When transferring data from OUR device to/from host RAM over DMA we see rates at about 12 (from device) 15 (to device) GB/s, but when we try to use RDMA we achieve only about 10 GB/s to GPU from our device, and only 5 GB/s going from the GPU to our device.

The software interfaces we’ve built is virtually identical when going device-GPU and device-host (except the underlying use of buffers which are pre-allocated on the host when going host-device (dma), and just using the kernel-level nvidia_p2p_get_pages following a cudaMalloc initially when going gpu-device (rdma)) and various measurements we’ve done indicates no software-caused slowdown between the scenarios.

As a point of reference, we get rates of about 12-13 GB/s doing host-GPU benchmarks using pinned host memory with the same size buffers as we use when doing device-host / device-GPU dma/rdma (4 MB).

Any ideas on how to improve RDMA rates?

I cannot make sense out of the performance data with my limited knowledge of PCIe. Maybe you could clarify a few points about your setup to help the next, more knowledgeable, person who reads this thread.

For sufficiently large transfers, GPUs achieve 12-13 GB/sec uni-directional transfer rates to/from the host because they use a PCIe gen3 x16 link. The packet size used by GPUs is either 128 or 256, I do not recall off the top of my head. GPU transfer rates are optimal based on the packet size used.

How exactly does your device interface? Are the two PCIe gen3 x8 links somehow ganged together to effectively achieve x16 transfer rates? Not sure how that would work; I cannot recall having seen such a setup before.

How do you achieve 15 GB/sec transfer rates from the host? Does the device use much larger packet sizes than those used by the GPU? When your device communicates with the GPU, it presumably does so using a single PCIe gen 3 x8 link at the packet size the GPU uses, so I do not understand how you could get a 10 GB/sec uni-directional transfer rate.

1 Like

I guess I didn’t express myself well. Yes, for all intents and purposes they are “ganged” to get x16 to the same device memory (Xilinx Ultrascale-based), we’re capable of 512, but normally neg at 256 packet size. (The V100 is MaxPayload 256 bytes.)

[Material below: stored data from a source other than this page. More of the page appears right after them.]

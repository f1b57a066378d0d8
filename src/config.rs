//! Configuration types.
//!
//! Both pipelines are configured from environment variables, validated once
//! before an invocation runs. Inbound settings live under `MAILGATE_RX_*`,
//! outbound settings under `MAILGATE_TX_*`.

use std::sync::LazyLock;
use std::time::Duration;

use regex::Regex;
use secrecy::SecretString;

use crate::error::ConfigError;

/// Subject tag used when none is configured.
pub const DEFAULT_TAG: &str = "[MAILGATE]";

/// Body text used for outbound mail when none is configured.
pub const DEFAULT_TEXT: &str = "This is an automatically generated e-mail.";

/// Attachment filename used when neither the mail nor the config provides one.
pub const DEFAULT_FILENAME: &str = "data.bin";

const DEFAULT_HOST: &str = "localhost";
const DEFAULT_POP3_PORT: u16 = 10995;
const DEFAULT_SMTP_PORT: u16 = 10465;

// Accepts addresses that are not RFC 5322 conformant, e.g.
// `praxis.test@kim.telematik`.
static LOOSE_ADDRESS: LazyLock<Regex> =
    LazyLock::new(|| Regex::new(r"^\S+@(\S+\.)+\S+$").expect("static regex"));

/// Check that `value` looks like a mail address without enforcing RFC syntax.
pub fn is_loose_address(value: &str) -> bool {
    LOOSE_ADDRESS.is_match(value)
}

// ── Shared server settings ──────────────────────────────────────────

/// Username/password pair handed to a session at construction time.
#[derive(Debug, Clone)]
pub struct Credentials {
    pub username: String,
    pub password: SecretString,
}

/// Endpoint and trust settings for one mail server.
#[derive(Debug, Clone)]
pub struct ServerSettings {
    pub host: String,
    pub port: u16,
    pub credentials: Credentials,
    /// Accept any server certificate. Explicit opt-in only.
    pub accept_invalid_certs: bool,
    /// Socket read timeout. Unset by default, so calls block until the
    /// server answers.
    pub read_timeout: Option<Duration>,
}

impl ServerSettings {
    fn from_lookup<F>(prefix: &str, default_port: u16, lookup: &F) -> Result<Self, ConfigError>
    where
        F: Fn(&str) -> Option<String>,
    {
        let env = Env { prefix, lookup };

        let host = env.get("HOST").unwrap_or_else(|| DEFAULT_HOST.to_string());
        if host.trim().is_empty() {
            return Err(env.invalid("HOST", "must not be empty"));
        }

        let port = match env.get("PORT") {
            Some(raw) => raw
                .trim()
                .parse::<u16>()
                .ok()
                .filter(|p| *p != 0)
                .ok_or_else(|| env.invalid("PORT", "expected a port number between 1 and 65535"))?,
            None => default_port,
        };

        let username = env.require("USERNAME")?;
        let password = env.require("PASSWORD")?;

        let accept_invalid_certs = env.flag("ACCEPT_INVALID_CERTS", false)?;

        // Opt-in only; without it a stalled server blocks the invocation.
        let mut read_timeout = None;
        if let Some(raw) = env.get("READ_TIMEOUT_SECS").filter(|s| !s.trim().is_empty()) {
            let secs: u64 = raw
                .trim()
                .parse()
                .map_err(|_| env.invalid("READ_TIMEOUT_SECS", "expected whole seconds"))?;
            read_timeout = (secs > 0).then(|| Duration::from_secs(secs));
        }

        Ok(Self {
            host: host.trim().to_string(),
            port,
            credentials: Credentials {
                username,
                password: SecretString::from(password),
            },
            accept_invalid_certs,
            read_timeout,
        })
    }
}

// ── Inbound ─────────────────────────────────────────────────────────

/// Settings for one inbound poll cycle.
#[derive(Debug, Clone)]
pub struct InboundConfig {
    pub server: ServerSettings,
    /// Only consider mail whose first sender equals this address.
    pub sender: Option<String>,
    /// Literal text that must appear in the subject line.
    pub tag: String,
    /// Delete every matching mail once the cycle completes.
    pub delete_after_read: bool,
    /// Filename used when the attachment does not declare one.
    pub force_filename: Option<String>,
}

impl InboundConfig {
    /// Build config from `MAILGATE_RX_*` environment variables.
    pub fn from_env() -> Result<Self, ConfigError> {
        Self::from_lookup(|key| std::env::var(key).ok())
    }

    /// Build config from an arbitrary key lookup.
    pub fn from_lookup<F>(lookup: F) -> Result<Self, ConfigError>
    where
        F: Fn(&str) -> Option<String>,
    {
        let prefix = "MAILGATE_RX_";
        let server = ServerSettings::from_lookup(prefix, DEFAULT_POP3_PORT, &lookup)?;
        let env = Env {
            prefix,
            lookup: &lookup,
        };

        let sender = env
            .get("FROM")
            .map(|s| s.trim().to_string())
            .filter(|s| !s.is_empty());
        if let Some(sender) = &sender
            && !is_loose_address(sender)
        {
            return Err(env.invalid("FROM", &format!("'{sender}' is not a mail address")));
        }

        let tag = env.get("TAG").unwrap_or_else(|| DEFAULT_TAG.to_string());
        if tag.trim().is_empty() {
            return Err(env.invalid("TAG", "must not be blank"));
        }

        let delete_after_read = env.flag("DELETE", true)?;

        let force_filename = env.get("FORCE_FILENAME").filter(|s| !s.is_empty());

        Ok(Self {
            server,
            sender,
            tag,
            delete_after_read,
            force_filename,
        })
    }
}

// ── Outbound ────────────────────────────────────────────────────────

/// Settings for one outbound send.
#[derive(Debug, Clone)]
pub struct OutboundConfig {
    pub server: ServerSettings,
    /// Comma-separated recipient list, kept raw; parsed per send.
    pub recipients: String,
    pub from: String,
    pub subject: String,
    pub text: String,
    /// Overrides the filename carried by the artifact.
    pub force_filename: Option<String>,
}

impl OutboundConfig {
    /// Build config from `MAILGATE_TX_*` environment variables.
    pub fn from_env() -> Result<Self, ConfigError> {
        Self::from_lookup(|key| std::env::var(key).ok())
    }

    /// Build config from an arbitrary key lookup.
    pub fn from_lookup<F>(lookup: F) -> Result<Self, ConfigError>
    where
        F: Fn(&str) -> Option<String>,
    {
        let prefix = "MAILGATE_TX_";
        let server = ServerSettings::from_lookup(prefix, DEFAULT_SMTP_PORT, &lookup)?;
        let env = Env {
            prefix,
            lookup: &lookup,
        };

        let recipients = env.require("TO")?;
        for entry in recipients.split(',').map(str::trim).filter(|e| !e.is_empty()) {
            if !is_loose_address(entry) {
                return Err(env.invalid("TO", &format!("'{entry}' is not a mail address")));
            }
        }

        let from = env.require("FROM")?.trim().to_string();
        if !is_loose_address(&from) {
            return Err(env.invalid("FROM", &format!("'{from}' is not a mail address")));
        }

        let subject = env.get("SUBJECT").unwrap_or_else(|| DEFAULT_TAG.to_string());
        if subject.trim().is_empty() {
            return Err(env.invalid("SUBJECT", "must not be blank"));
        }

        let text = env
            .get("TEXT")
            .filter(|s| !s.is_empty())
            .unwrap_or_else(|| DEFAULT_TEXT.to_string());

        let force_filename = env
            .get("FORCE_FILENAME")
            .filter(|s| !s.trim().is_empty());

        Ok(Self {
            server,
            recipients,
            from,
            subject,
            text,
            force_filename,
        })
    }
}

// ── Lookup helper ───────────────────────────────────────────────────

struct Env<'a, F> {
    prefix: &'a str,
    lookup: &'a F,
}

impl<F> Env<'_, F>
where
    F: Fn(&str) -> Option<String>,
{
    fn key(&self, name: &str) -> String {
        format!("{}{}", self.prefix, name)
    }

    fn get(&self, name: &str) -> Option<String> {
        (self.lookup)(&self.key(name))
    }

    fn require(&self, name: &str) -> Result<String, ConfigError> {
        self.get(name)
            .filter(|v| !v.trim().is_empty())
            .ok_or_else(|| ConfigError::MissingEnvVar(self.key(name)))
    }

    fn flag(&self, name: &str, default: bool) -> Result<bool, ConfigError> {
        let Some(raw) = self.get(name) else {
            return Ok(default);
        };
        match raw.trim().to_ascii_lowercase().as_str() {
            "true" | "1" | "yes" => Ok(true),
            "false" | "0" | "no" => Ok(false),
            _ => Err(self.invalid(name, "expected true or false")),
        }
    }

    fn invalid(&self, name: &str, message: &str) -> ConfigError {
        ConfigError::InvalidValue {
            key: self.key(name),
            message: message.to_string(),
        }
    }
}
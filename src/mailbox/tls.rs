//! rustls client configuration for the retrieval session.

use std::sync::Arc;

use rustls::client::danger::{HandshakeSignatureValid, ServerCertVerified, ServerCertVerifier};
use rustls::crypto::{CryptoProvider, verify_tls12_signature, verify_tls13_signature};
use rustls::pki_types::{CertificateDer, ServerName, UnixTime};
use rustls::{ClientConfig, DigitallySignedStruct, RootCertStore, SignatureScheme};

use crate::error::SessionError;

/// Build a client config trusting the webpki roots, or any certificate at all
/// when `accept_invalid_certs` is set.
pub fn client_config(accept_invalid_certs: bool) -> Result<Arc<ClientConfig>, SessionError> {
    let provider = Arc::new(rustls::crypto::ring::default_provider());
    let builder = ClientConfig::builder_with_provider(Arc::clone(&provider))
        .with_safe_default_protocol_versions()
        .map_err(|e| SessionError::Tls(e.to_string()))?;

    let config = if accept_invalid_certs {
        builder
            .dangerous()
            .with_custom_certificate_verifier(Arc::new(AcceptAnyServerCert { provider }))
            .with_no_client_auth()
    } else {
        let mut root_store = RootCertStore::empty();
        root_store.extend(webpki_roots::TLS_SERVER_ROOTS.iter().cloned());
        builder
            .with_root_certificates(root_store)
            .with_no_client_auth()
    };

    Ok(Arc::new(config))
}

/// Accepts every server certificate but still checks handshake signatures,
/// so the peer must hold the key for the certificate it presents.
#[derive(Debug)]
struct AcceptAnyServerCert {
    provider: Arc<CryptoProvider>,
}

impl ServerCertVerifier for AcceptAnyServerCert {
    fn verify_server_cert(
        &self,
        _end_entity: &CertificateDer<'_>,
        _intermediates: &[CertificateDer<'_>],
        _server_name: &ServerName<'_>,
        _ocsp_response: &[u8],
        _now: UnixTime,
    ) -> Result<ServerCertVerified, rustls::Error> {
        Ok(ServerCertVerified::assertion())
    }

    fn verify_tls12_signature(
        &self,
        message: &[u8],
        cert: &CertificateDer<'_>,
        dss: &DigitallySignedStruct,
    ) -> Result<HandshakeSignatureValid, rustls::Error> {
        verify_tls12_signature(
            message,
            cert,
            dss,
            &self.provider.signature_verification_algorithms,
        )
    }

    fn verify_tls13_signature(
        &self,
        message: &[u8],
        cert: &CertificateDer<'_>,
        dss: &DigitallySignedStruct,
    ) -> Result<HandshakeSignatureValid, rustls::Error> {
        verify_tls13_signature(
            message,
            cert,
            dss,
            &self.provider.signature_verification_algorithms,
        )
    }

    fn supported_verify_schemes(&self) -> Vec<SignatureScheme> {
        self.provider
            .signature_verification_algorithms
            .supported_schemes()
    }
}

#[cfg(test)]
mod tests {
    use super::*;

    #[test]
    fn builds_strict_config() {
        assert!(client_config(false).is_ok());
    }

    #[test]
    fn builds_permissive_config() {
        assert!(client_config(true).is_ok());
    }

    #[test]
    fn permissive_verifier_accepts_any_certificate() {
        let verifier = AcceptAnyServerCert {
            provider: Arc::new(rustls::crypto::ring::default_provider()),
        };
        let cert = CertificateDer::from(vec![0u8; 16]);
        let name = ServerName::try_from("mail.example.invalid").unwrap();
        assert!(
            verifier
                .verify_server_cert(&cert, &[], &name, &[], UnixTime::now())
                .is_ok()
        );
        assert!(!verifier.supported_verify_schemes().is_empty());
    }
}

So in our case, to get to the nitty gritty, we allocate two GPU memory ranges (cudaMalloc), and translate them (nvidia_p2p_get_pages) then iterate over the allocated GPU memory using the maximum size DMA transaction block we can (which is 4MB) with cudaMemcpy. Each GPU memory range will be interfacing with one of the endpoints.

The 10GB/s number comes from each endpoint performing at about 5GB/s.

interestingly, when doing this to one GPU device, we get ~10 GB/s / ~5 GB/s, but if we set each endpoint to interface with two separate GPUs we see ~2 GB/s (!) to GPU, ~8 GB/s from, but that’s a secondary issue for us at the moment.

EDIT: As an additional datapoint, we are seeing rates of ~10GB/s when going GPU<->GPU (cudaMemcpyPeer)

Even for 512-byte packets, the reported 15 GB/sec host->“your device” transfer rate seems phenomenal, as the speed-of-light rate for a PCIe gen3 x16 link at infinite packet size would be 15.75 GB/sec.

Your question definitely requires a PCIe expert for an authoritative answer. Maybe someone from NVIDIA will read this and follow up internally.

It’s pretty good, sure, but these are empty buffers we’re transferring to exercise the DMA limits, in a real-life scenario we would only see 14+ or so (~7+~7).